# Changelog
All notable changes to the `fdkey` crate (Rust, crates.io) will be
documented in this file.
## 0.1.1 — 2026-05-10
### Documentation
- Bumped for parity with the other three SDKs (`@fdkey/mcp@0.2.2`,
`@fdkey/http@0.1.2`, `fdkey@0.1.1` on PyPI) — those tightened
fail-open semantics so 4xx from the VPS never silently passes
as a verified session. The Rust crate is primitives-only and
doesn't ship a built-in submit-error dispatcher, so the
contract is on the integrator: only fail-open on
`FdkeyError::Http(_)` or VPS 5xx.
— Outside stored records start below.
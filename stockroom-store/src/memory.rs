use std::collections::BTreeMap;

use async_trait::async_trait;
use serde::{Deserialize, Serialize};
use serde_json::Value;
use stockroom_core::{StoreError, StoreResult, TableRepository};
use stockroom_shared::cells::{cell_at, cell_text};
use stockroom_shared::{Cell, Row};
use tokio::sync::RwLock;

/// A named table: one header row followed by data rows.
#[derive(Debug, Clone, Default, PartialEq, Serialize, Deserialize)]
pub struct Table {
    pub header: Vec<String>,
    pub rows: Vec<Row>,
}

/// Workbook held entirely in memory.
///
/// The lock is held for the duration of a single repository call only.
pub struct MemoryWorkbook {
    tables: RwLock<BTreeMap<String, Table>>,
}

impl MemoryWorkbook {
    pub fn new() -> Self {
        Self::from_tables(BTreeMap::new())
    }

    pub fn from_tables(tables: BTreeMap<String, Table>) -> Self {
        Self {
            tables: RwLock::new(tables),
        }
    }

    /// Copy of every table, for persistence and inspection.
    pub async fn snapshot(&self) -> BTreeMap<String, Table> {
        self.tables.read().await.clone()
    }

    pub fn into_tables(self) -> BTreeMap<String, Table> {
        self.tables.into_inner()
    }

    /// Swaps in a whole new set of tables.
    pub async fn replace(&self, tables: BTreeMap<String, Table>) {
        *self.tables.write().await = tables;
    }
}

impl Default for MemoryWorkbook {
    fn default() -> Self {
        Self::new()
    }
}

#[async_trait]
impl TableRepository for MemoryWorkbook {
    async fn ensure_table(&self, table: &str, header: &[&str]) -> StoreResult<bool> {
        let mut tables = self.tables.write().await;
        if tables.contains_key(table) {
            return Ok(false);
        }
        tables.insert(
            table.to_string(),
            Table {
                header: header.iter().map(|h| h.to_string()).collect(),
                rows: Vec::new(),
            },
        );
        Ok(true)
    }

    async fn find_by_key(&self, table: &str, key: &str) -> StoreResult<Option<(usize, Row)>> {
        let tables = self.tables.read().await;
        let t = tables
            .get(table)
            .ok_or_else(|| StoreError::TableMissing(table.to_string()))?;

        Ok(t.rows
            .iter()
            .enumerate()
            .find(|(_, row)| cell_text(cell_at(row, 0)) == key)
            .map(|(index, row)| (index, row.clone())))
    }

    async fn append(&self, table: &str, row: Row) -> StoreResult<usize> {
        let mut tables = self.tables.write().await;
        let t = tables
            .get_mut(table)
            .ok_or_else(|| StoreError::TableMissing(table.to_string()))?;

        t.rows.push(row);
        Ok(t.rows.len() - 1)
    }

    async fn update_fields(
        &self,
        table: &str,
        row_index: usize,
        fields: &[(usize, Cell)],
    ) -> StoreResult<()> {
        let mut tables = self.tables.write().await;
        let t = tables
            .get_mut(table)
            .ok_or_else(|| StoreError::TableMissing(table.to_string()))?;
        let row = t.rows.get_mut(row_index).ok_or_else(|| StoreError::RowOutOfRange {
            table: table.to_string(),
            row: row_index,
        })?;

        for (column, value) in fields {
            if row.len() <= *column {
                row.resize(column + 1, Value::Null);
            }
            row[*column] = value.clone();
        }
        Ok(())
    }

    async fn rows(&self, table: &str) -> StoreResult<Vec<Row>> {
        let tables = self.tables.read().await;
        tables
            .get(table)
            .map(|t| t.rows.clone())
            .ok_or_else(|| StoreError::TableMissing(table.to_string()))
    }
}
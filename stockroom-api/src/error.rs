use axum::{
    http::StatusCode,
    response::{IntoResponse, Response},
};
use stockroom_core::CoreError;

use crate::envelope::Envelope;

#[derive(Debug, thiserror::Error)]
pub enum AppError {
    #[error("{0}")]
    ValidationError(String),
    #[error("{0}")]
    NotFoundError(String),
    #[error("{0}")]
    StoreError(String),
    #[error("Invalid action: {0} is not implemented")]
    UnsupportedAction(String),
    #[error("Server error: {0}")]
    MalformedBody(String),
}

impl AppError {
    /// Dispatched actions always answer 200 and let clients branch on
    /// `success`. Only a body that is not JSON at all is a 400.
    pub fn status(&self) -> StatusCode {
        match self {
            AppError::MalformedBody(_) => StatusCode::BAD_REQUEST,
            _ => StatusCode::OK,
        }
    }

    /// Maps a core failure, prefixing store failures with `context`
    /// (e.g. `Error fetching product`).
    pub fn from_core(err: CoreError, context: &str) -> Self {
        match err {
            CoreError::Store(e) => AppError::StoreError(format!("{}: {}", context, e)),
            other => other.into(),
        }
    }
}

impl From<CoreError> for AppError {
    fn from(err: CoreError) -> Self {
        match err {
            CoreError::NotFound(msg) => AppError::NotFoundError(msg),
            CoreError::Store(e) => AppError::StoreError(e.to_string()),
        }
    }
}

impl IntoResponse for AppError {
    fn into_response(self) -> Response {
        match &self {
            AppError::StoreError(msg) => tracing::error!("Store failure: {}", msg),
            AppError::MalformedBody(msg) => tracing::warn!("Rejected request body: {}", msg),
            _ => tracing::debug!("Request failed: {}", self),
        }

        (self.status(), Envelope::failure(self.to_string())).into_response()
    }
}

#[cfg(test)]
mod tests {
    use super::*;
    use stockroom_core::StoreError;

    #[test]
    fn test_store_errors_carry_context() {
        let err = AppError::from_core(
            CoreError::Store(StoreError::TableMissing("Products".to_string())),
            "Error fetching product",
        );
        assert_eq!(err.to_string(), "Error fetching product: Table not found: Products");
        assert_eq!(err.status(), StatusCode::OK);
    }

    #[test]
    fn test_not_found_keeps_message() {
        let err = AppError::from_core(CoreError::NotFound("Product not found".to_string()), "ignored");
        assert!(matches!(err, AppError::NotFoundError(ref m) if m == "Product not found"));
    }

    #[test]
    fn test_malformed_body_is_bad_request() {
        let err = AppError::MalformedBody("expected value at line 1 column 1".to_string());
        assert_eq!(err.status(), StatusCode::BAD_REQUEST);
        assert!(err.to_string().starts_with("Server error: "));
    }
}
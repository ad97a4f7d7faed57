pub mod inventory;
pub mod journal;

pub use inventory::{apply_movement, StockLedger, StockUpdate};
pub use journal::Journal;
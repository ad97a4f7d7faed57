use axum::{
    body::Bytes,
    extract::{rejection::QueryRejection, Query, State},
    response::{IntoResponse, Response},
    Json,
};
use axum_extra::{headers::UserAgent, TypedHeader};
use chrono::Utc;
use serde::Deserialize;
use serde_json::{json, Value};
use stockroom_core::identity::transaction_id;
use stockroom_shared::cells::cell_text;
use stockroom_shared::clock::{iso, now_iso};
use stockroom_shared::models::log_entry::{DEFAULT_ERROR_MESSAGE, DEFAULT_USER_ID};
use stockroom_shared::LogEntry;
use stockroom_catalog::StockUpdate;
use tracing::{debug, error, info};

use crate::batch;
use crate::envelope::Envelope;
use crate::error::AppError;
use crate::request::{ActionRequest, LogRequest, NewTransaction};
use crate::state::AppState;

/// Per-request facts that end up in log rows.
#[derive(Debug, Clone, Default)]
pub struct RequestContext {
    pub user_agent: String,
}

impl RequestContext {
    pub fn from_header(user_agent: Option<TypedHeader<UserAgent>>) -> Self {
        Self {
            user_agent: user_agent
                .map(|TypedHeader(ua)| ua.as_str().to_string())
                .unwrap_or_default(),
        }
    }
}

#[derive(Debug, Deserialize)]
#[serde(rename_all = "camelCase")]
pub struct ProbeQuery {
    pub action: Option<String>,
    pub product_id: Option<String>,
}

// ============================================================================
// HTTP entry points
// ============================================================================

/// POST /
pub async fn handle_post(
    State(state): State<AppState>,
    user_agent: Option<TypedHeader<UserAgent>>,
    body: Bytes,
) -> Response {
    let ctx = RequestContext::from_header(user_agent);

    let value: Value = match serde_json::from_slice(&body) {
        Ok(v) => v,
        Err(e) => {
            state
                .journal
                .record(failure_entry(&state, "doPost", &e.to_string(), String::new(), &ctx))
                .await;
            return AppError::MalformedBody(e.to_string()).into_response();
        }
    };

    match ActionRequest::parse(value) {
        Ok(request) => respond(dispatch(&state, request, &ctx).await),
        Err(e) => e.into_response(),
    }
}

/// GET /
/// Liveness probe; `?action=getProduct&productId=...` is answered as a lookup.
/// A query string that does not parse still gets the probe body.
pub async fn handle_get(
    State(state): State<AppState>,
    user_agent: Option<TypedHeader<UserAgent>>,
    query: Result<Query<ProbeQuery>, QueryRejection>,
) -> Response {
    let query = match query {
        Ok(Query(query)) => query,
        Err(e) => {
            debug!("Ignoring unparsable query string: {}", e);
            return probe().await.into_response();
        }
    };

    if query.action.as_deref() != Some("getProduct") {
        return probe().await.into_response();
    }

    let ctx = RequestContext::from_header(user_agent);
    match query.product_id.filter(|id| !id.is_empty()) {
        Some(product_id) => respond(get_product(&state, &product_id, &ctx).await),
        None => AppError::ValidationError("productId is required".to_string()).into_response(),
    }
}

/// GET /health
pub async fn probe() -> Json<Value> {
    Json(json!({ "status": "API is running" }))
}

fn respond(result: Result<Value, AppError>) -> Response {
    match result {
        Ok(data) => Envelope::ok(data).into_response(),
        Err(e) => e.into_response(),
    }
}

// ============================================================================
// Dispatch
// ============================================================================

pub async fn dispatch(
    state: &AppState,
    request: ActionRequest,
    ctx: &RequestContext,
) -> Result<Value, AppError> {
    debug!("Dispatching {}", request.name());

    match request {
        ActionRequest::GetProduct { product_id } => get_product(state, &product_id, ctx).await,
        ActionRequest::AddTransaction(tx) => add_transaction(state, tx, ctx).await,
        ActionRequest::UpdateStock => {
            let err = AppError::UnsupportedAction("updateStock".to_string());
            state
                .journal
                .record(failure_entry(state, "updateStock", &err.to_string(), String::new(), ctx))
                .await;
            Err(err)
        }
        ActionRequest::SyncBatch { transactions } => {
            let summary = batch::sync_batch(state, transactions, ctx).await;
            serde_json::to_value(summary).map_err(|e| AppError::StoreError(e.to_string()))
        }
        ActionRequest::LogError(req) => log_error(state, req, ctx).await,
    }
}

pub async fn get_product(
    state: &AppState,
    product_id: &str,
    ctx: &RequestContext,
) -> Result<Value, AppError> {
    let product = match state.ledger.lookup(product_id).await {
        Ok(product) => product,
        Err(e @ stockroom_core::CoreError::NotFound(_)) => return Err(e.into()),
        Err(e) => {
            state
                .journal
                .record(failure_entry(
                    state,
                    "getProduct",
                    &e.to_string(),
                    json!({ "productId": product_id }).to_string(),
                    ctx,
                ))
                .await;
            return Err(AppError::from_core(e, "Error fetching product"));
        }
    };

    serde_json::to_value(product).map_err(|e| AppError::StoreError(e.to_string()))
}

/// Appends the transaction row, then moves stock. The two steps are not
/// atomic: a failed or skipped stock update leaves the appended row in
/// place and still reports success.
pub async fn add_transaction(
    state: &AppState,
    tx: NewTransaction,
    ctx: &RequestContext,
) -> Result<Value, AppError> {
    let now = Utc::now();
    let timestamp = iso(now);
    let transaction = tx.into_transaction(timestamp.clone(), &state.defaults.user);

    if let Err(e) = state.ledger.record_transaction(&transaction).await {
        let data = serde_json::to_string(&transaction).unwrap_or_default();
        state
            .journal
            .record(failure_entry(state, "addTransaction", &e.to_string(), data, ctx))
            .await;
        return Err(AppError::from_core(e, "Error adding transaction"));
    }

    match state
        .ledger
        .update_stock(&transaction.product_id, transaction.transaction_type, transaction.quantity)
        .await
    {
        Ok(StockUpdate::Applied { .. }) => {}
        Ok(StockUpdate::Skipped) => {
            info!(
                "Transaction recorded for unknown product {}, stock untouched",
                transaction.product_id
            );
        }
        Err(e) => {
            error!("Stock update failed for {}: {}", transaction.product_id, e);
            let data = json!({
                "productId": transaction.product_id,
                "type": transaction.transaction_type,
                "quantity": transaction.quantity,
            })
            .to_string();
            state
                .journal
                .record(failure_entry(state, "updateProductStock", &e.to_string(), data, ctx))
                .await;
        }
    }

    Ok(json!({
        "transactionId": transaction_id(now),
        "timestamp": timestamp,
        "status": "recorded",
    }))
}

pub async fn log_error(
    state: &AppState,
    req: LogRequest,
    ctx: &RequestContext,
) -> Result<Value, AppError> {
    let entry = LogEntry {
        timestamp: now_iso(),
        action: req
            .failed_action
            .filter(|a| !a.is_empty())
            .unwrap_or_else(|| "logError".to_string()),
        error_message: req
            .error
            .as_ref()
            .map(cell_text)
            .filter(|m| !m.is_empty())
            .unwrap_or_else(|| DEFAULT_ERROR_MESSAGE.to_string()),
        data: req.data.as_ref().map(cell_text).unwrap_or_default(),
        user_agent: req
            .user_agent
            .filter(|ua| !ua.is_empty())
            .unwrap_or_else(|| ctx.user_agent.clone()),
        user_id: req
            .user_id
            .filter(|id| !id.is_empty())
            .unwrap_or_else(|| state.defaults.log_user_id.clone()),
    };

    match state.journal.append(&entry).await {
        Ok(()) => Ok(json!({ "logged": true, "timestamp": entry.timestamp })),
        Err(e) => {
            error!("Failed to log error: {}", e);
            Err(AppError::StoreError("Failed to log error".to_string()))
        }
    }
}

/// Log row for a failure caught inside a handler.
fn failure_entry(
    state: &AppState,
    action: &str,
    message: &str,
    data: String,
    ctx: &RequestContext,
) -> LogEntry {
    LogEntry {
        timestamp: now_iso(),
        action: action.to_string(),
        error_message: if message.is_empty() {
            DEFAULT_ERROR_MESSAGE.to_string()
        } else {
            message.to_string()
        },
        data,
        user_agent: ctx.user_agent.clone(),
        user_id: if state.defaults.log_user_id.is_empty() {
            DEFAULT_USER_ID.to_string()
        } else {
            state.defaults.log_user_id.clone()
        },
    }
}
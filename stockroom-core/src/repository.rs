use async_trait::async_trait;
use stockroom_shared::{Cell, Row};

#[derive(Debug, thiserror::Error)]
pub enum StoreError {
    #[error("Table not found: {0}")]
    TableMissing(String),
    #[error("Row {row} is out of range for table {table}")]
    RowOutOfRange { table: String, row: usize },
    #[error("Workbook I/O failed: {0}")]
    Io(#[from] std::io::Error),
    #[error("Workbook serialization failed: {0}")]
    Serialization(#[from] serde_json::Error),
}

pub type StoreResult<T> = Result<T, StoreError>;

/// Repository over a sheet-like workbook of named tables.
///
/// Every table starts with a header row. Row indices handed out and accepted
/// here are positions among the *data* rows (the header is never addressed).
/// Each call is individually consistent; nothing groups several calls, so a
/// read followed by a write may race with another writer.
#[async_trait]
pub trait TableRepository: Send + Sync {
    /// Creates `table` with `header` when it does not exist yet.
    /// Returns `true` when the table was created.
    async fn ensure_table(&self, table: &str, header: &[&str]) -> StoreResult<bool>;

    /// Linear scan from the first data row; the first row whose column 0
    /// reads as `key` wins.
    async fn find_by_key(&self, table: &str, key: &str) -> StoreResult<Option<(usize, Row)>>;

    /// Appends `row` after the last data row and returns its index.
    async fn append(&self, table: &str, row: Row) -> StoreResult<usize>;

    /// Overwrites the given `(column, value)` cells of one data row.
    async fn update_fields(
        &self,
        table: &str,
        row_index: usize,
        fields: &[(usize, Cell)],
    ) -> StoreResult<()>;

    /// All data rows in storage order.
    async fn rows(&self, table: &str) -> StoreResult<Vec<Row>>;
}
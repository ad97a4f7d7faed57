use std::fmt;
use std::str::FromStr;

use serde::{Deserialize, Deserializer, Serialize, Serializer};
use serde_json::json;

use crate::cells::Row;

pub const DEFAULT_USER: &str = "System";

/// Direction of a stock movement. Parsed case-insensitively, stored upper case.
#[derive(Debug, Clone, Copy, PartialEq, Eq, Hash)]
pub enum TransactionType {
    In,
    Out,
}

#[derive(Debug, Clone, PartialEq, Eq, thiserror::Error)]
#[error("Invalid transaction type: {0} (expected IN or OUT)")]
pub struct UnknownTransactionType(pub String);

impl TransactionType {
    pub fn as_str(&self) -> &'static str {
        match self {
            TransactionType::In => "IN",
            TransactionType::Out => "OUT",
        }
    }
}

impl fmt::Display for TransactionType {
    fn fmt(&self, f: &mut fmt::Formatter<'_>) -> fmt::Result {
        f.write_str(self.as_str())
    }
}

impl FromStr for TransactionType {
    type Err = UnknownTransactionType;

    fn from_str(s: &str) -> Result<Self, Self::Err> {
        match s.trim().to_ascii_uppercase().as_str() {
            "IN" => Ok(TransactionType::In),
            "OUT" => Ok(TransactionType::Out),
            _ => Err(UnknownTransactionType(s.to_string())),
        }
    }
}

impl Serialize for TransactionType {
    fn serialize<S>(&self, serializer: S) -> Result<S::Ok, S::Error>
    where
        S: Serializer,
    {
        serializer.serialize_str(self.as_str())
    }
}

impl<'de> Deserialize<'de> for TransactionType {
    fn deserialize<D>(deserializer: D) -> Result<Self, D::Error>
    where
        D: Deserializer<'de>,
    {
        let raw = String::deserialize(deserializer)?;
        raw.parse().map_err(serde::de::Error::custom)
    }
}

/// One row of the Transactions table. Append-only.
#[derive(Debug, Clone, Serialize, Deserialize, PartialEq, Eq)]
#[serde(rename_all = "camelCase")]
pub struct Transaction {
    pub timestamp: String,
    pub product_id: String,
    pub product_name: String,
    #[serde(rename = "type")]
    pub transaction_type: TransactionType,
    pub quantity: u32,
    pub user: String,
    pub issued_to: String,
    pub notes: String,
    pub location: String,
}

impl Transaction {
    pub fn to_row(&self) -> Row {
        vec![
            json!(self.timestamp),
            json!(self.product_id),
            json!(self.product_name),
            json!(self.transaction_type.as_str()),
            json!(self.quantity),
            json!(self.user),
            json!(self.issued_to),
            json!(self.notes),
            json!(self.location),
        ]
    }
}
use axum::{
    http::{header, Method},
    routing::get,
    Router,
};
use tower_http::cors::{Any, CorsLayer};
use tower_http::trace::TraceLayer;

pub mod actions;
pub mod batch;
pub mod envelope;
pub mod error;
pub mod request;
pub mod state;

pub use envelope::Envelope;
pub use error::AppError;
pub use state::AppState;

pub fn app(state: AppState) -> Router {
    let cors = CorsLayer::new()
        .allow_origin(Any)
        .allow_methods([Method::GET, Method::POST, Method::OPTIONS])
        .allow_headers([header::CONTENT_TYPE]);

    Router::new()
        .route("/", get(actions::handle_get).post(actions::handle_post))
        .route("/health", get(actions::probe))
        .layer(cors)
        .layer(TraceLayer::new_for_http())
        .with_state(state)
}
Treat 4xx (other than
challenge_expired / already_submitted / wrong_user) as a
client-side bug, never as an outage. A future minor version
may ship a `classify_error()` helper that encodes this
contract; for now it's by convention.
No code changes; no `Cargo.lock` differences expected. Reflects
the architectural alignment in this release window.
## 0.1.0 — 2026-05-09
Initial public release. Verification primitives: `Verifier`,
`JwtVerifier`, `WellKnownClient`, `VpsClient`, `guard` module.
Wire-compatible with the TypeScript and Python SDKs.